Figure 6--Graph showing the monthly temperature ranges at Lakin. Modified from Smith (1940, p. 27).
The winds are strong throughout the year, especially in late winter and early summer, the prevailing winds being from the south and southwest. Generally more than 300 days of each year are clear or only partly cloudy; this high proportion of clear days, together with the high summer temperatures, low relative humidity, and high wind velocity, results in a total yearly evaporation of about 60 to 70 inches from a free water surface.
Ten gas wells having open flows of 9,690,.000 to 21,600,000 cubic feet a day have been drilled in the sand-hills area in southeastern Kearny County in recent years. These wells, and a few gas wells in southwestern Finney County, once constituted the Holcomb gas field but they are now considered a part of the Hugoton gas field. They obtain gas from the Wreford limestone or the Florence limestone of the Wolfcampian group of the Permian series at depths ranging from 2,670 to 2,850 feet. The gas is carried by pipe line to Lakin, Deerfield, Holcomb, Scott City, and cities in southern Nebraska.

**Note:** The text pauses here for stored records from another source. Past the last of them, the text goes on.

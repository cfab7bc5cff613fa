//! Error types for `gsecret`
//!
//! Remote-store unavailability is deliberately absent from this taxonomy:
//! the remote store reports it through [`crate::secret::RemoteResult`] and the
//! engine falls back to local state instead of failing.

use std::path::PathBuf;
use thiserror::Error;

/// Errors raised by the local credential store and the remote transport
#[derive(Debug, Error)]
pub enum SecretError {
    /// The backing tool or service is not available on this system
    #[error("Secret backend unavailable: {0}")]
    BackendUnavailable(String),

    /// libsecret (`secret-tool`) invocation failed
    #[error("libsecret error: {0}")]
    LibSecret(String),

    /// Storing a value failed
    #[error("Failed to store secret: {0}")]
    StoreFailed(String),

    /// The remote client could not be constructed
    #[error("Remote client error: {0}")]
    RemoteClient(String),
}

/// Result type for credential store operations
pub type SecretResult<T> = Result<T, SecretError>;

/// Errors raised while persisting the local index cache
#[derive(Debug, Error)]
pub enum CacheError {
    /// Filesystem failure
    #[error("Failed to write index cache {path}: {source}")]
    Io {
        /// Path of the cache file
        path: PathBuf,
        /// Underlying IO error
        #[source]
        source: std::io::Error,
    },

    /// The in-memory index could not be serialized
    #[error("Failed to serialize index cache: {0}")]
    Serialize(#[from] serde_json::Error),
}

/// Result type for index cache operations
pub type CacheResult<T> = Result<T, CacheError>;

/// Errors raised by configuration loading and saving
#[derive(Debug, Error)]
pub enum ConfigError {
    /// The settings file could not be parsed
    #[error("Failed to parse settings: {0}")]
    Parse(String),

    /// The settings could not be serialized
    #[error("Failed to serialize settings: {0}")]
    Serialize(String),

    /// No project identifier has been configured
    #[error("No project id configured - run 'gsecret setid <PROJECT_ID>' first")]
    MissingProjectId,

    /// No usable configuration directory could be determined
    #[error("Could not determine configuration directory")]
    NoConfigDir,

    /// Filesystem failure
    #[error("IO error: {0}")]
    Io(#[from] std::io::Error),
}

/// Result type for configuration operations
pub type ConfigResult<T> = Result<T, ConfigError>;

/// Errors raised by the password codec
#[derive(Debug, Error, Clone, PartialEq, Eq)]
pub enum CryptoError {
    /// Input is not a codec envelope
    #[error("Invalid encrypted format: {0}")]
    InvalidFormat(String),

    /// Authentication tag mismatch: wrong password or tampered data
    #[error("Wrong password or corrupted ciphertext")]
    InvalidPassword,

    /// Encryption primitive failure
    #[error("Encryption error: {0}")]
    Encryption(String),
}

/// Result type for codec operations
pub type CryptoResult<T> = Result<T, CryptoError>;

/// Errors surfaced by [`crate::secret::SecretEngine`] operations
#[derive(Debug, Error)]
pub enum EngineError {
    /// The identifier already exists in the remote store
    #[error("There is already a secret named: {0}")]
    Conflict(String),

    /// The identifier is empty or otherwise unusable
    #[error("Invalid secret id: {0}")]
    InvalidId(String),

    /// The local index cache could not be persisted
    #[error(transparent)]
    Cache(#[from] CacheError),

    /// Encryption of a protected value failed
    #[error(transparent)]
    Crypto(#[from] CryptoError),
}

/// Result type for engine operations
pub type EngineResult<T> = Result<T, EngineError>;
//! List secrets command.

use gsecret_core::secret::Listing;

use crate::cli::OutputFormat;
use crate::error::CliError;
use crate::format::{format_listing_json, format_listing_table, listing_heading};
use crate::util::{
    Context, build_engine, create_config_manager, create_runtime, load_project, print_banner,
};

/// List secrets command handler
pub fn cmd_list(ctx: &Context<'_>, format: OutputFormat) -> Result<(), CliError> {
    let manager = create_config_manager(ctx.config_path)?;
    let (settings, project_id) = load_project(&manager)?;
    if matches!(format, OutputFormat::Table) {
        print_banner(ctx, &project_id);
    }

    let engine = build_engine(ctx, &manager, &settings, &project_id)?;
    let listing = create_runtime()?.block_on(engine.list())?;

    print_listing(ctx, &listing, format)
}

/// Print a listing in the requested format
pub fn print_listing(
    ctx: &Context<'_>,
    listing: &Listing,
    format: OutputFormat,
) -> Result<(), CliError> {
    match format {
        OutputFormat::Table => {
            ctx.info(listing_heading(listing));
            println!("{}", format_listing_table(listing));
        }
        OutputFormat::Json => println!("{}", format_listing_json(listing)?),
    }
    Ok(())
}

Several unsuccessful oil-test wells were drilled in the Hamilton-Kearny area before oil was finally discovered in 1941. In 1925 the Wood Oil Company No. 1 Ranson well, NW sec. 5, T. 26 S., R. 41 W., southwestern Hamilton County, was drilled to the limestones of Mississippian age at a depth of 5,488 feet but failed to find either oil or gas. The well at that time was the deepest in Kansas. A few years later a test well on the Porter farm, in the NE sec. 30, T. 25 S., R. 41 W., was drilled to a depth of 6,453 feet but failed to find oil or gas. A detailed seismographic survey of the Syracuse anticline in southwestern Hamilton County was begun by Stanolind Oil and Gas Company in the spring of 1942, so the possibilities for commercial production of oil and gas in this area probably will be tested by drilling in the near future.
On May 12, 1940, Stanolind Oil and Gas Company began a deep test on the J. M. Judd farm, SE cor. sec. 15, T. 21 S., R. 3S W., in northwestern Kearny County. This well was drilled into pre-Cambrian rocks to a total depth of 6,071 feet. Shows of oil were found in the Kansas City-Lansing limestones and in the Mississippian limestones but none was adequate for commercial production. After drilling another unsuccessful test near the Judd well, Stanolind Oil and Gas Company, in August, 1941, completed the No. 1 G. O. Patterson well in the SE sec. 23, T. 22 S., R. 38 W., at a total depth of 5,690 feet. The well had an initial production of 3,964 barrels a day from a sand zone encountered at 4,740 feet in the Cherokee shale of Pennsylvanian age. Subsequently the Stanolind Oil and Gas Company No. 1 Gropp, an offset to the Patterson well, was drilled to the same producing horizon and obtained an initial production of more than 3,500 barrels a day.
Sand and gravel and building stone are other natural resources of this area. Sand and gravel are used for road material in both Hamilton and Kearny counties, and are taken from the alluvium of the Arkansas valley, from Arkansas river terraces, and from the Pleistocene deposits on the upland near Syracuse and near Kendall.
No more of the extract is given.